+++ SUPPLIED RECORDS

//! Search lifecycle states.

use std::fmt;

use serde::{Deserialize, Serialize};

/// Why a run stopped.
#[derive(Debug, Clone, Copy, PartialEq, Eq, Hash, Serialize, Deserialize)]
pub enum TerminationReason {
    /// The generation budget was used up.
    MaxGenerations,
    /// The archive did not improve for the configured number of generations.
    Stagnation,
    /// The cancellation token was set.
    Cancelled,
}

impl fmt::Display for TerminationReason {
    fn fmt(&self, f: &mut fmt::Formatter<'_>) -> fmt::Result {
        match self {
            Self::MaxGenerations => write!(f, "max generations reached"),
            Self::Stagnation => write!(f, "stagnation"),
            Self::Cancelled => write!(f, "cancelled"),
        }
    }
}

/// Phase of the evolutionary loop.
///
/// ```text
/// Initialized → Evaluating → Ranking → Selecting → Varying ─┐
///                   ↑                                        │
///                   └────────────────────────────────────────┘
///                   Ranking ──(stop condition)──→ Terminated
/// ```
#[derive(Debug, Clone, Copy, PartialEq, Eq, Hash, Serialize, Deserialize)]
pub enum SearchState {
    /// Built, no generation has run.
    Initialized,
    /// Decoding and evaluating new individuals.
    Evaluating,
    /// Non-dominated sorting and survivor selection.
    Ranking,
    /// Choosing parents by tournament.
    Selecting,
    /// Applying crossover and mutation.
    Varying,
    /// Stopped.
    Terminated(TerminationReason),
}

impl SearchState {
    /// Whether the loop has stopped.
    pub fn is_terminal(&self) -> bool {
        matches!(self, Self::Terminated(_))
    }

    /// Whether `next` is a legal successor of `self`.
    pub fn can_transition_to(&self, next: SearchState) -> bool {
        use SearchState::*;
        matches!(
            (self, next),
            (Initialized, Evaluating)
                | (Evaluating, Ranking)
                | (Ranking, Selecting)
                | (Ranking, Terminated(_))
                | (Selecting, Varying)
                | (Varying, Evaluating)
        )
    }
}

++++++

INSTRUCTIONS FOR THE TASK —
Across the records above, return every line that contains the word "Ranking".

REPLY TO THE EXERCISE —
/// Initialized → Evaluating → Ranking → Selecting → Varying ─┐
///                   Ranking ──(stop condition)──→ Terminated
    Ranking,
                | (Evaluating, Ranking)
                | (Ranking, Selecting)
                | (Ranking, Terminated(_))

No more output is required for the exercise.